§ **Instructions to follow**
Write out all the data again, exactly as it stands.

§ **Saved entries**
———
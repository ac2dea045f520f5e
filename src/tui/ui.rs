use crate::core::Engine;
use crate::page::Page;
use crate::tui::component::Component;
use crate::tui::components::{ElementBox, PageView, StatusBar};

use ratatui::Frame;
use ratatui::layout::{Alignment, Constraint, Layout};
use ratatui::style::{Color, Style};
use ratatui::text::Span;
use ratatui::widgets::Paragraph;

const HELP: &str = "←↑→↓ move · Enter activate · Esc back · F5 reload · q quit";

pub fn draw_ui(frame: &mut Frame, engine: &Engine<Page>) {
    use Constraint::{Length, Min};
    let layout = Layout::vertical([Length(1), Min(0), Length(1)]);
    let [status_area, page_area, help_area] = layout.areas(frame.area());

    let page = engine.host();
    let focused = engine.focus_state().element();

    let mut status = StatusBar::new(
        page.title().to_string(),
        focused.and_then(|e| page.node(e)).map(|n| n.display_label()),
        page.last_activation().map(str::to_string),
    );
    status.render(frame, status_area);

    let boxes = engine
        .snapshot()
        .into_iter()
        .filter_map(|candidate| {
            let node = page.node(candidate.element())?;
            Some(ElementBox {
                label: node.display_label(),
                rect: candidate.rect(),
                focused: Some(candidate.element()) == focused,
            })
        })
        .collect();
    PageView::new(boxes).render(frame, page_area);

    frame.render_widget(
        Span::styled(HELP, Style::default().fg(Color::DarkGray)),
        help_area,
    );
}

/// Shown while the page has not rendered yet or first focus is settling.
pub fn draw_waiting(frame: &mut Frame, title: &str) {
    use Constraint::{Length, Min};
    let layout = Layout::vertical([Length(1), Min(0), Length(1)]);
    let [status_area, page_area, help_area] = layout.areas(frame.area());

    let mut status = StatusBar::new(
        title.to_string(),
        None,
        Some("Waiting for page".to_string()),
    );
    status.render(frame, status_area);

    let waiting = Paragraph::new("Waiting for the page to render…")
        .alignment(Alignment::Center)
        .style(Style::default().fg(Color::DarkGray));
    frame.render_widget(waiting, page_area);

    frame.render_widget(
        Span::styled("q quit", Style::default().fg(Color::DarkGray)),
        help_area,
    );
}
//! # Telegram currency bot application
//!
//! Wires the conversion engine into a Telegram bot: env config, clap CLI, the
//! router handler chain (help / values / convert), teloxide adapters, and the
//! long-polling runner.

pub mod chain;
pub mod cli;
pub mod components;
pub mod config;
pub mod handlers;
pub mod runner;
pub mod telegram;

pub use chain::HandlerChain;
pub use cli::{load_config, Cli, Commands};
pub use components::{build_chain, build_components, BotComponents};
pub use config::BotConfig;
pub use handlers::{help_text, values_text, ConvertHandler, HelpHandler, ValuesHandler};
pub use runner::run_bot;
pub use telegram::{dispatch, run_repl, TelegramMessageWrapper, TelegramUserWrapper};
//! Converters from teloxide types to core types.

use kursbot_core::{Chat, Message, ToCoreMessage, ToCoreUser, User};

/// Telegram user to core [`User`].
pub struct TelegramUserWrapper<'a>(pub &'a teloxide::types::User);

impl<'a> ToCoreUser for TelegramUserWrapper<'a> {
    fn to_core(&self) -> User {
        User {
            id: self.0.id.0 as i64,
            username: self.0.username.clone(),
            first_name: Some(self.0.first_name.clone()),
            last_name: self.0.last_name.clone(),
        }
    }
}

/// Telegram message to core [`Message`].
pub struct TelegramMessageWrapper<'a>(pub &'a teloxide::types::Message);

impl<'a> ToCoreMessage for TelegramMessageWrapper<'a> {
    fn to_core(&self) -> Message {
        Message {
            id: self.0.id.to_string(),
            user: self
                .0
                .from
                .as_ref()
                .map(|user| TelegramUserWrapper(user).to_core())
                .unwrap_or_else(|| User {
                    id: 0,
                    username: None,
                    first_name: None,
                    last_name: None,
                }),
            chat: Chat {
                id: self.0.chat.id.0,
                chat_type: format!("{:?}", self.0.chat.kind),
            },
            content: self.0.text().unwrap_or("").to_string(),
        }
    }
}
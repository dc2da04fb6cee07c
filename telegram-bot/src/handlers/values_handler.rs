//! Values handler: replies to /values with aliases grouped by currency code.

use async_trait::async_trait;
use std::sync::Arc;

use converter::{AliasTable, Currency};
use kursbot_core::{Handler, HandlerResponse, Message, Result};

/// One line per canonical code in listing order (USD, EUR, RUB), each naming
/// its known aliases.
pub fn values_text(aliases: &AliasTable) -> String {
    Currency::ALL
        .iter()
        .map(|currency| format!("{}: {}", currency.code(), aliases.aliases(*currency).join(", ")))
        .collect::<Vec<_>>()
        .join("\n")
}

/// Replies with the supported-currencies listing when the message is /values.
pub struct ValuesHandler {
    aliases: Arc<AliasTable>,
}

impl ValuesHandler {
    pub fn new(aliases: Arc<AliasTable>) -> Self {
        Self { aliases }
    }
}

#[async_trait]
impl Handler for ValuesHandler {
    async fn handle(&self, message: &Message) -> Result<HandlerResponse> {
        if message.content.trim() == "/values" {
            return Ok(HandlerResponse::Reply(values_text(&self.aliases)));
        }
        Ok(HandlerResponse::Continue)
    }
}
———
§ **Result of this exercise**
repository ac2dea045f520f5e
filename src/tui/ui.rs
use crate::core::Engine;
use crate::page::Page;
use crate::tui::component::Component;
use crate::tui::components::{ElementBox, PageView, StatusBar};

use ratatui::Frame;
use ratatui::layout::{Alignment, Constraint, Layout};
use ratatui::style::{Color, Style};
use ratatui::text::Span;
use ratatui::widgets::Paragraph;

const HELP: &str = "←↑→↓ move · Enter activate · Esc back · F5 reload · q quit";

pub fn draw_ui(frame: &mut Frame, engine: &Engine<Page>) {
    use Constraint::{Length, Min};
    let layout = Layout::vertical([Length(1), Min(0), Length(1)]);
    let [status_area, page_area, help_area] = layout.areas(frame.area());

    let page = engine.host();
    let focused = engine.focus_state().element();

    let mut status = StatusBar::new(
        page.title().to_string(),
        focused.and_then(|e| page.node(e)).map(|n| n.display_label()),
        page.last_activation().map(str::to_string),
    );
    status.render(frame, status_area);

    let boxes = engine
        .snapshot()
        .into_iter()
        .filter_map(|candidate| {
            let node = page.node(candidate.element())?;
            Some(ElementBox {
                label: node.display_label(),
                rect: candidate.rect(),
                focused: Some(candidate.element()) == focused,
            })
        })
        .collect();
    PageView::new(boxes).render(frame, page_area);

    frame.render_widget(
        Span::styled(HELP, Style::default().fg(Color::DarkGray)),
        help_area,
    );
}

/// Shown while the page has not rendered yet or first focus is settling.
pub fn draw_waiting(frame: &mut Frame, title: &str) {
    use Constraint::{Length, Min};
    let layout = Layout::vertical([Length(1), Min(0), Length(1)]);
    let [status_area, page_area, help_area] = layout.areas(frame.area());

    let mut status = StatusBar::new(
        title.to_string(),
        None,
        Some("Waiting for page".to_string()),
    );
    status.render(frame, status_area);

    let waiting = Paragraph::new("Waiting for the page to render…")
        .alignment(Alignment::Center)
        .style(Style::default().fg(Color::DarkGray));
    frame.render_widget(waiting, page_area);

    frame.render_widget(
        Span::styled("q quit", Style::default().fg(Color::DarkGray)),
        help_area,
    );
}
//! # Telegram currency bot application
//!
//! Wires the conversion engine into a Telegram bot: env config, clap CLI, the
//! router handler chain (help / values / convert), teloxide adapters, and the
//! long-polling runner.

pub mod chain;
pub mod cli;
pub mod components;
pub mod config;
pub mod handlers;
pub mod runner;
pub mod telegram;

pub use chain::HandlerChain;
pub use cli::{load_config, Cli, Commands};
pub use components::{build_chain, build_components, BotComponents};
pub use config::BotConfig;
pub use handlers::{help_text, values_text, ConvertHandler, HelpHandler, ValuesHandler};
pub use runner::run_bot;
pub use telegram::{dispatch, run_repl, TelegramMessageWrapper, TelegramUserWrapper};
//! Converters from teloxide types to core types.

use kursbot_core::{Chat, Message, ToCoreMessage, ToCoreUser, User};

/// Telegram user to core [`User`].
pub struct TelegramUserWrapper<'a>(pub &'a teloxide::types::User);

impl<'a> ToCoreUser for TelegramUserWrapper<'a> {
    fn to_core(&self) -> User {
        User {
            id: self.0.id.0 as i64,
            username: self.0.username.clone(),
            first_name: Some(self.0.first_name.clone()),
            last_name: self.0.last_name.clone(),
        }
    }
}

/// Telegram message to core [`Message`].
pub struct TelegramMessageWrapper<'a>(pub &'a teloxide::types::Message);

impl<'a> ToCoreMessage for TelegramMessageWrapper<'a> {
    fn to_core(&self) -> Message {
        Message {
            id: self.0.id.to_string(),
            user: self
                .0
                .from
                .as_ref()
                .map(|user| TelegramUserWrapper(user).to_core())
                .unwrap_or_else(|| User {
                    id: 0,
                    username: None,
                    first_name: None,
                    last_name: None,
                }),
            chat: Chat {
                id: self.0.chat.id.0,
                chat_type: format!("{:?}", self.0.chat.kind),
            },
            content: self.0.text().unwrap_or("").to_string(),
        }
    }
}
repository dc2da04fb6cee07c
filename telegram-bot/src/handlers/values_handler.rs
//! Values handler: replies to /values with aliases grouped by currency code.

use async_trait::async_trait;
use std::sync::Arc;

use converter::{AliasTable, Currency};
use kursbot_core::{Handler, HandlerResponse, Message, Result};

/// One line per canonical code in listing order (USD, EUR, RUB), each naming
/// its known aliases.
pub fn values_text(aliases: &AliasTable) -> String {
    Currency::ALL
        .iter()
        .map(|currency| format!("{}: {}", currency.code(), aliases.aliases(*currency).join(", ")))
        .collect::<Vec<_>>()
        .join("\n")
}

/// Replies with the supported-currencies listing when the message is /values.
pub struct ValuesHandler {
    aliases: Arc<AliasTable>,
}

impl ValuesHandler {
    pub fn new(aliases: Arc<AliasTable>) -> Self {
        Self { aliases }
    }
}

#[async_trait]
impl Handler for ValuesHandler {
    async fn handle(&self, message: &Message) -> Result<HandlerResponse> {
        if message.content.trim() == "/values" {
            return Ok(HandlerResponse::Reply(values_text(&self.aliases)));
        }
        Ok(HandlerResponse::Continue)
    }
}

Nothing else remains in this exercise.